Compiler Explorer Road Map

This document is an attempt to capture thoughts on the future direction of Compiler Explorer. Last updated May 2021.

Areas to improve

Support more languages and compilers

A number of the open issues are to add more languages, libraries and compilers. Continuing to make it easier for others to submit PRs to add new compilers is very important. This has improved, but not all compilers are installed using the new approach. There's documentation on adding a compiler, adding a new language and adding a library.

Multiple file support

As the site is getting used more and more, and in different ways to the initial intention, we would benefit from being able to support multiple files in compilations. That is, C++ source files, and header files compiled together, or even multiple C++ files compiled and linked together. This would let us showcase technologies like link-time optimization, or C++ modules.

Code quality and testing

A project like Compiler Explorer thrives best when many people can easily contribute. There are many languages, libraries, use-cases, and visualisations that the “core” team doesn't have experience with. In order to remain supportable and keep serving various programming communities, we need to make the project easy to work with. We can improve code quality (e.g. move to transpiling from Typescript or similar to give us stronger types), testing (increasing coverage, adding client tests), and documentation to make it easier to on-board new contributors and keep it easy to support existing code.

Considerations

Tensions

There's an inherent tension between the standalone, run-it-yourself version of CE and the scalable, AWS-backed CE instance. Care must be taken to keep the standalone version usable.

Priorities

Above all, the priority is to keep the main CE site up, stable and dependable. That also means that URLs should live forever once they are created, which places a burden on us to keep existing compilers and libraries available forever.

Non-goals

Compiler Explorer will remain open-source and non-commercial. There are no plans at all to add “freemium” content. We do have a Patreon site, GitHub sponsors, PayPal donations, and some corporate sponsors. Funds from these source help support the cost of running the servers, and incentivize the core team. Previously our goal was to remain “ad-free”, that has been relaxed slightly to allow up to three company sponsor logos visible at the top right of the screen.

Goals

2021 goals

  • Login support. Support logging in to the site with GitHub, Google, etc. We will never force you to log in for basic features, and of course will update the Privacy Policy. I won‘t be selling anything to do with user info etc, either: Logging in will be purely used to make your life easier and allow you to manage things like shared settings and configuration, listing short URLs you’ve created (and potentially being able to remove them); and maybe being able to make user-named short URLs (e.g., “godbolt.org/u/mattgodbolt/ctad-example”). This goal is a personal pet project of Matt's.
  • Multi-file support.

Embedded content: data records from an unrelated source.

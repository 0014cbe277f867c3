//! Prometheus metrics for the flightpath service.
//!
//! - [`MetricsConfig`]: Configuration for the metrics system
//! - [`init_metrics`]: Install the Prometheus recorder
//! - [`metrics_handler`]: Axum handler for the `/metrics` endpoint
//! - Business metric helpers for route and airport lookups
//!
//! # Example
//!
//! ```no_run
//! use flightpath_service_shared::metrics::{init_metrics, metrics_handler, MetricsConfig};
//! use axum::{routing::get, Router};
//!
//! let config = MetricsConfig::default();
//! init_metrics(&config).expect("failed to initialize metrics");
//!
//! let app: Router = Router::new().route("/metrics", get(metrics_handler));
//! ```

use metrics_exporter_prometheus::{PrometheusBuilder, PrometheusHandle};
use once_cell::sync::OnceCell;
use serde::{Deserialize, Serialize};

pub const METRICS_ENABLED_ENV: &str = "METRICS_ENABLED";
pub const METRICS_PATH_ENV: &str = "METRICS_PATH";

static PROMETHEUS_HANDLE: OnceCell<PrometheusHandle> = OnceCell::new();

/// Configuration for the metrics system.
#[derive(Debug, Clone, Serialize, Deserialize)]
pub struct MetricsConfig {
    pub enabled: bool,
    /// Path for the metrics endpoint (e.g., "/metrics").
    pub path: String,
}

impl Default for MetricsConfig {
    fn default() -> Self {
        Self {
            enabled: true,
            path: "/metrics".to_string(),
        }
    }
}

impl MetricsConfig {
    /// Create configuration from environment variables.
    ///
    /// - `METRICS_ENABLED`: "true" or "false" (default: true)
    /// - `METRICS_PATH`: Path for metrics endpoint (default: "/metrics")
    pub fn from_env() -> Self {
        Self::from_lookup(|key| std::env::var(key).ok())
    }

    pub fn from_lookup<F>(lookup: F) -> Self
    where
        F: Fn(&str) -> Option<String>,
    {
        let enabled = lookup(METRICS_ENABLED_ENV)
            .map(|v| !v.eq_ignore_ascii_case("false"))
            .unwrap_or(true);
        let path = lookup(METRICS_PATH_ENV)
            .filter(|p| p.starts_with('/'))
            .unwrap_or_else(|| "/metrics".to_string());

        Self { enabled, path }
    }
}

/// Install the Prometheus metrics recorder.
///
/// Must be called once at startup before any metrics are recorded.
///
/// # Errors
///
/// Fails when metrics are disabled, when a recorder is already installed,
/// or when the Prometheus builder fails.
pub fn init_metrics(config: &MetricsConfig) -> Result<(), MetricsError> {
    if !config.enabled {
        return Err(MetricsError::Disabled);
    }
    if PROMETHEUS_HANDLE.get().is_some() {
        return Err(MetricsError::AlreadyInitialized);
    }

    let handle = PrometheusBuilder::new()
        .install_recorder()
        .map_err(|e| MetricsError::InstallFailed(e.to_string()))?;

    PROMETHEUS_HANDLE
        .set(handle)
        .map_err(|_| MetricsError::AlreadyInitialized)
}

/// Returns `None` if [`init_metrics`] has not been called.
pub fn prometheus_handle() -> Option<&'static PrometheusHandle> {
    PROMETHEUS_HANDLE.get()
}

/// Axum handler for the `/metrics` endpoint, in Prometheus exposition format.
pub async fn metrics_handler() -> String {
    PROMETHEUS_HANDLE
        .get()
        .map(|h| h.render())
        .unwrap_or_else(|| "# Metrics not initialized\n".to_string())
}

#[derive(Debug, Clone, PartialEq, Eq)]
pub enum MetricsError {
    Disabled,
    AlreadyInitialized,
    InstallFailed(String),
}

impl std::fmt::Display for MetricsError {
    fn fmt(&self, f: &mut std::fmt::Formatter<'_>) -> std::fmt::Result {
        match self {
            MetricsError::Disabled => write!(f, "metrics are disabled"),
            MetricsError::AlreadyInitialized => write!(f, "metrics recorder already initialized"),
            MetricsError::InstallFailed(e) => {
                write!(f, "failed to install metrics recorder: {}", e)
            }
        }
    }
}

impl std::error::Error for MetricsError {}

// =============================================================================
// Business Metrics Helpers
// =============================================================================

/// Increments `flightpath_routes_calculated_total`.
pub fn record_route_calculated(algorithm: &str) {
    metrics::counter!(
        "flightpath_routes_calculated_total",
        "algorithm" => algorithm.to_string()
    )
    .increment(1);
}

/// Increments `flightpath_routes_failed_total`.
///
/// `reason` is one of the labels produced by [`crate::failure_reason`],
/// e.g. "no_path", "unknown_airport" or "validation_error".
pub fn record_route_failed(reason: &str) {
    metrics::counter!(
        "flightpath_routes_failed_total",
        "reason" => reason.to_string()
    )
    .increment(1);
}

/// Records leg counts of a found route to the `flightpath_route_legs`
/// histogram, split by leg kind.
pub fn record_route_legs(flights: usize, ground_hops: usize) {
    metrics::histogram!("flightpath_route_legs", "kind" => "flight").record(flights as f64);
    metrics::histogram!("flightpath_route_legs", "kind" => "ground").record(ground_hops as f64);
}

/// Increments `flightpath_airport_lookups_total`.
pub fn record_airport_lookup(found: bool) {
    let outcome = if found { "found" } else { "unknown" };
    metrics::counter!(
        "flightpath_airport_lookups_total",
        "outcome" => outcome
    )
    .increment(1);
}

#[cfg(test)]
mod tests {
    use super::*;

    #[test]
    fn config_defaults() {
        let config = MetricsConfig::from_lookup(|_| None);
        assert!(config.enabled);
        assert_eq!(config.path, "/metrics");
    }

    #[test]
    fn config_overrides() {
        let config = MetricsConfig::from_lookup(|key| match key {
            METRICS_ENABLED_ENV => Some("FALSE".to_string()),
            METRICS_PATH_ENV => Some("/internal/metrics".to_string()),
            _ => None,
        });
        assert!(!config.enabled);
        assert_eq!(config.path, "/internal/metrics");
    }

    #[test]
    fn disabled_config_is_rejected() {
        let config = MetricsConfig {
            enabled: false,
            ..MetricsConfig::default()
        };
        assert_eq!(init_metrics(&config), Err(MetricsError::Disabled));
    }

    #[test]
    fn handler_returns_exposition_text() {
        let rt = tokio::runtime::Runtime::new().unwrap();
        let output = rt.block_on(metrics_handler());
        assert!(output.contains('#') || output.is_empty());
    }

    #[test]
    fn business_helpers_do_not_panic_without_recorder() {
        record_route_calculated("a-star");
        record_route_failed("no_path");
        record_route_legs(3, 1);
        record_airport_lookup(true);
        record_airport_lookup(false);
    }

    #[test]
    fn error_display() {
        assert_eq!(MetricsError::Disabled.to_string(), "metrics are disabled");
        assert_eq!(
            MetricsError::AlreadyInitialized.to_string(),
            "metrics recorder already initialized"
        );
        let failed = MetricsError::InstallFailed("test error".to_string());
        assert!(failed.to_string().contains("test error"));
    }
}
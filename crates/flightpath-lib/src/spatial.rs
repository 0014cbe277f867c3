//! KD-tree proximity index over airport positions.
//!
//! Coordinates are projected onto a sphere of radius [`EARTH_RADIUS_KM`] in
//! three dimensions, so a straight-line radius query is equivalent to a
//! great-circle radius query once the radius is converted to a chord length.
//! The index only proposes candidates; callers confirm every pair with the
//! exact haversine distance.
//!
//! [`EARTH_RADIUS_KM`]: crate::geo::EARTH_RADIUS_KM

use kiddo::float::kdtree::KdTree;
use kiddo::SquaredEuclidean;
use tracing::debug;

use crate::geo::{chord_length, Coordinate};
use crate::network::LocationId;

/// KD-tree bucket size (kiddo default).
const BUCKET_SIZE: usize = 32;

/// Relative slack added to chord radii so floating-point error never drops a
/// pair that sits right at the threshold.
const RADIUS_SLACK: f64 = 1e-6;

#[derive(Debug, Clone)]
struct IndexNode {
    id: LocationId,
    coordinate: Coordinate,
}

/// Proximity index used to enumerate ground-hop candidates.
pub struct ProximityIndex {
    tree: KdTree<f64, usize, 3, BUCKET_SIZE, u32>,
    nodes: Vec<IndexNode>,
}

impl ProximityIndex {
    /// Build an index over the given locations.
    pub fn build<'a>(locations: impl IntoIterator<Item = (LocationId, &'a Coordinate)>) -> Self {
        let nodes: Vec<IndexNode> = locations
            .into_iter()
            .map(|(id, coordinate)| IndexNode {
                id,
                coordinate: *coordinate,
            })
            .collect();

        let mut tree: KdTree<f64, usize, 3, BUCKET_SIZE, u32> = KdTree::new();
        for (index, node) in nodes.iter().enumerate() {
            tree.add(&node.coordinate.to_cartesian(), index);
        }

        debug!(node_count = nodes.len(), "built proximity index");

        Self { tree, nodes }
    }

    pub fn len(&self) -> usize {
        self.nodes.len()
    }

    pub fn is_empty(&self) -> bool {
        self.nodes.is_empty()
    }

    /// Locations strictly closer than `radius_km` along the surface, excluding
    /// the origin itself. Returns `(id, great-circle km)` sorted by distance.
    pub fn within_surface_radius(
        &self,
        origin: LocationId,
        coordinate: &Coordinate,
        radius_km: f64,
    ) -> Vec<(LocationId, f64)> {
        if radius_km <= 0.0 || self.nodes.is_empty() {
            return Vec::new();
        }

        let chord = chord_length(radius_km) * (1.0 + RADIUS_SLACK);
        let query = coordinate.to_cartesian();
        let mut neighbours: Vec<(LocationId, f64)> = self
            .tree
            .within::<SquaredEuclidean>(&query, chord * chord)
            .into_iter()
            .map(|neighbour| &self.nodes[neighbour.item])
            .filter(|node| node.id != origin)
            .map(|node| (node.id, coordinate.distance_km(&node.coordinate)))
            .filter(|(_, distance)| *distance < radius_km)
            .collect();

        neighbours.sort_by(|a, b| a.1.total_cmp(&b.1).then_with(|| a.0.cmp(&b.0)));
        neighbours
    }

    /// All unordered pairs of distinct locations strictly closer than
    /// `radius_km`, each reported once with the lower id first.
    pub fn pairs_within(&self, radius_km: f64) -> Vec<(LocationId, LocationId, f64)> {
        let mut pairs = Vec::new();
        for node in &self.nodes {
            for (other, distance) in
                self.within_surface_radius(node.id, &node.coordinate, radius_km)
            {
                if node.id < other {
                    pairs.push((node.id, other, distance));
                }
            }
        }
        pairs.sort_by(|a, b| (a.0, a.1).cmp(&(b.0, b.1)));
        pairs
    }
}

impl std::fmt::Debug for ProximityIndex {
    fn fmt(&self, f: &mut std::fmt::Formatter<'_>) -> std::fmt::Result {
        f.debug_struct("ProximityIndex")
            .field("node_count", &self.nodes.len())
            .finish()
    }
}

#[cfg(test)]
mod tests {
    use super::*;

    fn london() -> Vec<(LocationId, Coordinate)> {
        vec![
            (13, Coordinate::new(51.4706, -0.461941)),
            (14, Coordinate::new(51.88499832, 0.234999999)),
            (15, Coordinate::new(51.14810181, -0.190277994)),
            (16, Coordinate::new(49.0127983, 2.54999995)),
        ]
    }

    fn index(points: &[(LocationId, Coordinate)]) -> ProximityIndex {
        ProximityIndex::build(points.iter().map(|(id, c)| (*id, c)))
    }

    #[test]
    fn empty_index_has_no_neighbours() {
        let index = index(&[]);
        assert!(index.is_empty());
        assert!(index.pairs_within(100.0).is_empty());
    }

    #[test]
    fn finds_neighbours_sorted_by_distance() {
        let points = london();
        let index = index(&points);
        let found = index.within_surface_radius(13, &points[0].1, 100.0);
        let ids: Vec<LocationId> = found.iter().map(|(id, _)| *id).collect();
        // Gatwick is closer to Heathrow than Stansted; Paris is out of range.
        assert_eq!(ids, vec![15, 14]);
    }

    #[test]
    fn pairs_match_brute_force() {
        let points = london();
        let index = index(&points);
        let expected: Vec<(LocationId, LocationId)> = points
            .iter()
            .flat_map(|(a, ca)| {
                points
                    .iter()
                    .filter(move |(b, cb)| a < b && ca.distance_km(cb) < 100.0)
                    .map(move |(b, _)| (*a, *b))
            })
            .collect();

        let found: Vec<(LocationId, LocationId)> = index
            .pairs_within(100.0)
            .into_iter()
            .map(|(a, b, _)| (a, b))
            .collect();
        assert_eq!(found, expected);
    }

    #[test]
    fn threshold_is_strict() {
        let points = london();
        let index = index(&points);
        let exact = points[0].1.distance_km(&points[2].1);
        assert!(index
            .within_surface_radius(13, &points[0].1, exact)
            .iter()
            .all(|(id, _)| *id != 15));
    }
}
//! Layover-constrained shortest-path search.
//!
//! The search runs A* over composite states `(airport, flight legs used,
//! arrived via ground hop)`, so an arrival with fewer legs used, or one that
//! may still take a ground hop, is tracked apart from a cheaper arrival
//! without that headroom. Rules applied while expanding a state:
//!
//! - a state whose leg count reached the cap is not expanded,
//! - a flight may only be taken from a state with fewer than `cap - 1` legs
//!   unless it lands on the goal,
//! - a ground hop may not follow another ground hop,
//! - an airport already on the path to the current state is never revisited.
//!
//! Each state keeps only its cheapest parent chain, and the no-revisit rule is
//! checked against that chain. A pricier arrival at the same state is
//! dropped even when it is the only one that can continue through an airport
//! the cheaper chain already used, so a valid simple route can be reported as
//! [`PathResult::NotFound`]. Finding such routes exactly needs the visited
//! set in the state key, which is exponential.
//!
//! All search bookkeeping is local to one call; the graph is only read.

use std::cmp::{Ordering, Reverse};
use std::collections::{HashMap, HashSet};

use priority_queue::PriorityQueue;
use serde::Serialize;
use tracing::debug;

use crate::error::{Error, Result};
use crate::graph::{EdgeKind, Graph};
use crate::network::LocationId;

/// Default cap on flight legs in one route.
pub const DEFAULT_MAX_LAYOVERS: u32 = 4;

/// Per-query limits for the search.
#[derive(Debug, Clone, Copy, PartialEq, Eq)]
pub struct SearchLimits {
    /// Maximum number of flight legs in a route.
    pub max_layovers: u32,
    /// Maximum number of states to expand before giving up.
    pub max_expansions: Option<usize>,
}

impl Default for SearchLimits {
    fn default() -> Self {
        Self {
            max_layovers: DEFAULT_MAX_LAYOVERS,
            max_expansions: None,
        }
    }
}

impl SearchLimits {
    pub fn new(max_layovers: u32) -> Self {
        Self {
            max_layovers,
            max_expansions: None,
        }
    }

    pub fn with_max_expansions(mut self, budget: usize) -> Self {
        self.max_expansions = Some(budget);
        self
    }

    fn validate(&self) -> Result<()> {
        if self.max_layovers == 0 {
            return Err(Error::InvalidSearchLimits {
                message: "max_layovers must be at least 1".to_string(),
            });
        }
        if self.max_expansions == Some(0) {
            return Err(Error::InvalidSearchLimits {
                message: "max_expansions must be at least 1".to_string(),
            });
        }
        Ok(())
    }
}

/// One traversed edge of a found route.
#[derive(Debug, Clone, PartialEq, Serialize)]
pub struct Leg {
    pub from: LocationId,
    pub to: LocationId,
    pub kind: EdgeKind,
    pub distance: f64,
}

/// Successful search outcome.
#[derive(Debug, Clone, PartialEq, Serialize)]
pub struct FoundPath {
    /// Airports from start to goal, inclusive.
    pub hops: Vec<LocationId>,
    pub legs: Vec<Leg>,
    /// Total distance rounded to whole kilometres.
    pub distance: u64,
    /// Total distance at full precision.
    pub exact_distance: f64,
}

impl FoundPath {
    pub fn flight_count(&self) -> usize {
        self.legs
            .iter()
            .filter(|leg| leg.kind == EdgeKind::Flight)
            .count()
    }

    pub fn ground_hop_count(&self) -> usize {
        self.legs.len() - self.flight_count()
    }
}

/// Result of a single search.
#[derive(Debug, Clone, PartialEq)]
pub enum PathResult {
    NotFound,
    Found(FoundPath),
}

impl PathResult {
    pub fn is_found(&self) -> bool {
        matches!(self, PathResult::Found(_))
    }

    pub fn found(&self) -> Option<&FoundPath> {
        match self {
            PathResult::Found(path) => Some(path),
            PathResult::NotFound => None,
        }
    }

    pub fn into_found(self) -> Option<FoundPath> {
        match self {
            PathResult::Found(path) => Some(path),
            PathResult::NotFound => None,
        }
    }
}

/// Find the cheapest route from `start` to `goal` with a great-circle heuristic.
pub fn find_path(
    graph: &Graph,
    start: LocationId,
    goal: LocationId,
    limits: &SearchLimits,
) -> Result<PathResult> {
    let goal_coordinate = graph
        .coordinate(goal)
        .ok_or(Error::UnknownLocation { id: goal })?;
    search(graph, start, goal, limits, |node| {
        graph
            .coordinate(node)
            .map(|coordinate| coordinate.distance_km(&goal_coordinate))
            .unwrap_or(0.0)
    })
}

/// Same search as [`find_path`] with a zero heuristic (uniform-cost search).
pub fn find_path_dijkstra(
    graph: &Graph,
    start: LocationId,
    goal: LocationId,
    limits: &SearchLimits,
) -> Result<PathResult> {
    search(graph, start, goal, limits, |_| 0.0)
}

#[derive(Debug, Clone, Copy, PartialEq, Eq, Hash)]
struct StateKey {
    node: LocationId,
    legs: u32,
    via_ground: bool,
}

#[derive(Debug, Clone, Copy)]
struct ParentLink {
    state: StateKey,
    kind: EdgeKind,
    distance: f64,
}

/// Max-heap priority that pops the lowest estimate first, oldest on ties.
type Priority = Reverse<(FloatOrd, u64)>;

fn search<H>(
    graph: &Graph,
    start: LocationId,
    goal: LocationId,
    limits: &SearchLimits,
    heuristic: H,
) -> Result<PathResult>
where
    H: Fn(LocationId) -> f64,
{
    for id in [start, goal] {
        if !graph.contains(id) {
            return Err(Error::UnknownLocation { id });
        }
    }
    if start == goal {
        return Err(Error::IdenticalEndpoints);
    }
    limits.validate()?;

    // Flights are only allowed from states with at most this many legs,
    // except for flights that land on the goal.
    let open_flight_limit = i64::from(limits.max_layovers) - 2;

    let mut frontier: PriorityQueue<StateKey, Priority> = PriorityQueue::new();
    let mut costs: HashMap<StateKey, f64> = HashMap::new();
    let mut parents: HashMap<StateKey, ParentLink> = HashMap::new();
    let mut visited: HashSet<StateKey> = HashSet::new();
    let mut sequence: u64 = 0;
    let mut expanded: usize = 0;

    let origin = StateKey {
        node: start,
        legs: 0,
        via_ground: false,
    };
    costs.insert(origin, 0.0);
    frontier.push(origin, Reverse((FloatOrd(heuristic(start)), sequence)));

    while let Some((state, _)) = frontier.pop() {
        let current_cost = costs.get(&state).copied().unwrap_or(f64::INFINITY);

        if state.node == goal {
            debug!(start, goal, expanded, distance = current_cost, "route found");
            return Ok(PathResult::Found(reconstruct_path(
                &parents,
                state,
                current_cost,
            )));
        }

        if state.legs >= limits.max_layovers {
            continue;
        }

        if let Some(budget) = limits.max_expansions {
            if expanded >= budget {
                debug!(start, goal, expanded, "search budget exhausted");
                return Err(Error::SearchBudgetExhausted { expanded });
            }
        }
        expanded += 1;
        visited.insert(state);

        let on_path = path_nodes(&parents, state);

        for edge in graph.neighbours(state.node) {
            let is_flight = edge.kind == EdgeKind::Flight;

            if is_flight && i64::from(state.legs) > open_flight_limit && edge.target != goal {
                continue;
            }
            if state.via_ground && !is_flight {
                continue;
            }
            if on_path.contains(&edge.target) {
                continue;
            }

            let next = StateKey {
                node: edge.target,
                legs: state.legs + u32::from(is_flight),
                via_ground: !is_flight,
            };
            if visited.contains(&next) {
                continue;
            }

            let tentative = current_cost + edge.distance;
            if tentative < costs.get(&next).copied().unwrap_or(f64::INFINITY) {
                costs.insert(next, tentative);
                parents.insert(
                    next,
                    ParentLink {
                        state,
                        kind: edge.kind,
                        distance: edge.distance,
                    },
                );
                sequence += 1;
                let estimate = tentative + heuristic(edge.target);
                // Re-pushing an existing state updates its priority in place.
                frontier.push(next, Reverse((FloatOrd(estimate), sequence)));
            }
        }
    }

    debug!(start, goal, expanded, "no route within layover cap");
    Ok(PathResult::NotFound)
}

/// Airports on the parent chain of `state`, including its own node.
fn path_nodes(parents: &HashMap<StateKey, ParentLink>, state: StateKey) -> Vec<LocationId> {
    let mut nodes = vec![state.node];
    let mut current = state;
    while let Some(link) = parents.get(&current) {
        nodes.push(link.state.node);
        current = link.state;
    }
    nodes
}

fn reconstruct_path(
    parents: &HashMap<StateKey, ParentLink>,
    goal: StateKey,
    total_distance: f64,
) -> FoundPath {
    let mut legs = Vec::new();
    let mut current = goal;
    while let Some(link) = parents.get(&current) {
        legs.push(Leg {
            from: link.state.node,
            to: current.node,
            kind: link.kind,
            distance: link.distance,
        });
        current = link.state;
    }
    legs.reverse();

    let mut hops = Vec::with_capacity(legs.len() + 1);
    hops.push(current.node);
    hops.extend(legs.iter().map(|leg| leg.to));

    FoundPath {
        hops,
        legs,
        distance: total_distance.round() as u64,
        exact_distance: total_distance,
    }
}

#[derive(Copy, Clone, Debug, Default)]
struct FloatOrd(f64);

impl PartialEq for FloatOrd {
    fn eq(&self, other: &Self) -> bool {
        self.cmp(other) == Ordering::Equal
    }
}

impl Eq for FloatOrd {}

impl PartialOrd for FloatOrd {
    fn partial_cmp(&self, other: &Self) -> Option<Ordering> {
        Some(self.cmp(other))
    }
}

impl Ord for FloatOrd {
    fn cmp(&self, other: &Self) -> Ordering {
        self.0.total_cmp(&other.0)
    }
}
// Each module handles one CLI subcommand; main.rs only parses and dispatches.

pub mod airport;
pub mod route;

use std::path::Path;

use anyhow::{Context, Result};

use flightpath_lib::{load_network, resolve_data_dir, Network};

/// Locate and load the airport network.
pub(crate) fn load_dataset(data_dir: Option<&Path>) -> Result<Network> {
    let dir = resolve_data_dir(data_dir).context(
        "failed to locate the flight dataset (pass --data-dir or set FLIGHTPATH_DATA_DIR)",
    )?;
    load_network(&dir).with_context(|| format!("failed to load dataset from {}", dir.display()))
}
use std::path::PathBuf;

use anyhow::Result;
use clap::{Parser, Subcommand};
use tracing_subscriber::{EnvFilter, FmtSubscriber};

use flightpath_cli::commands::airport::{handle_airport_command, AirportArgs};
use flightpath_cli::commands::route::{handle_route_command, RouteArgs};
use flightpath_cli::output::OutputFormat;

#[derive(Parser, Debug)]
#[command(author, version, about = "Flight route planning with layover caps and ground hops")]
struct Cli {
    /// Override the dataset directory.
    #[arg(long, global = true)]
    data_dir: Option<PathBuf>,

    /// Output format.
    #[arg(long, global = true, value_enum, default_value_t = OutputFormat::Text)]
    format: OutputFormat,

    #[command(subcommand)]
    command: Command,
}

#[derive(Subcommand, Debug)]
enum Command {
    /// Compute the shortest route between two airports.
    Route(RouteArgs),
    /// Show the details of one airport.
    Airport(AirportArgs),
}

fn main() -> Result<()> {
    init_tracing();
    let cli = Cli::parse();

    match &cli.command {
        Command::Route(args) => handle_route_command(cli.data_dir.as_deref(), cli.format, args),
        Command::Airport(args) => {
            handle_airport_command(cli.data_dir.as_deref(), cli.format, args)
        }
    }
}

fn init_tracing() {
    let env_filter = EnvFilter::try_from_default_env().unwrap_or_else(|_| EnvFilter::new("info"));
    let subscriber = FmtSubscriber::builder()
        .with_env_filter(env_filter)
        .with_writer(std::io::stderr)
        .finish();

    let _ = tracing::subscriber::set_global_default(subscriber);
}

Multiple file compilation units to open the door to seeing LTO and maybe modules. This may include being able to use a CMake file to build things.
  • Modernising the codebase. Moving the codebase to TypeScript, or something similar that will allow us to worry less about differences between front-end and back-end code (old JavaScript versions), and help us attract more people to the project.
  • More compilers and libraries. Plus finishing off the last stragglers of installation.

Prior years' goals

2020

Was: Finally tackle small screen device support.

How did we do?: a tiled, single-page read-only view was implemented. Our mobile support is about the best we could hope for given the limitations of space and our current reliance on Microsoft‘s Monaco editor, which doesn’t support mobile at all.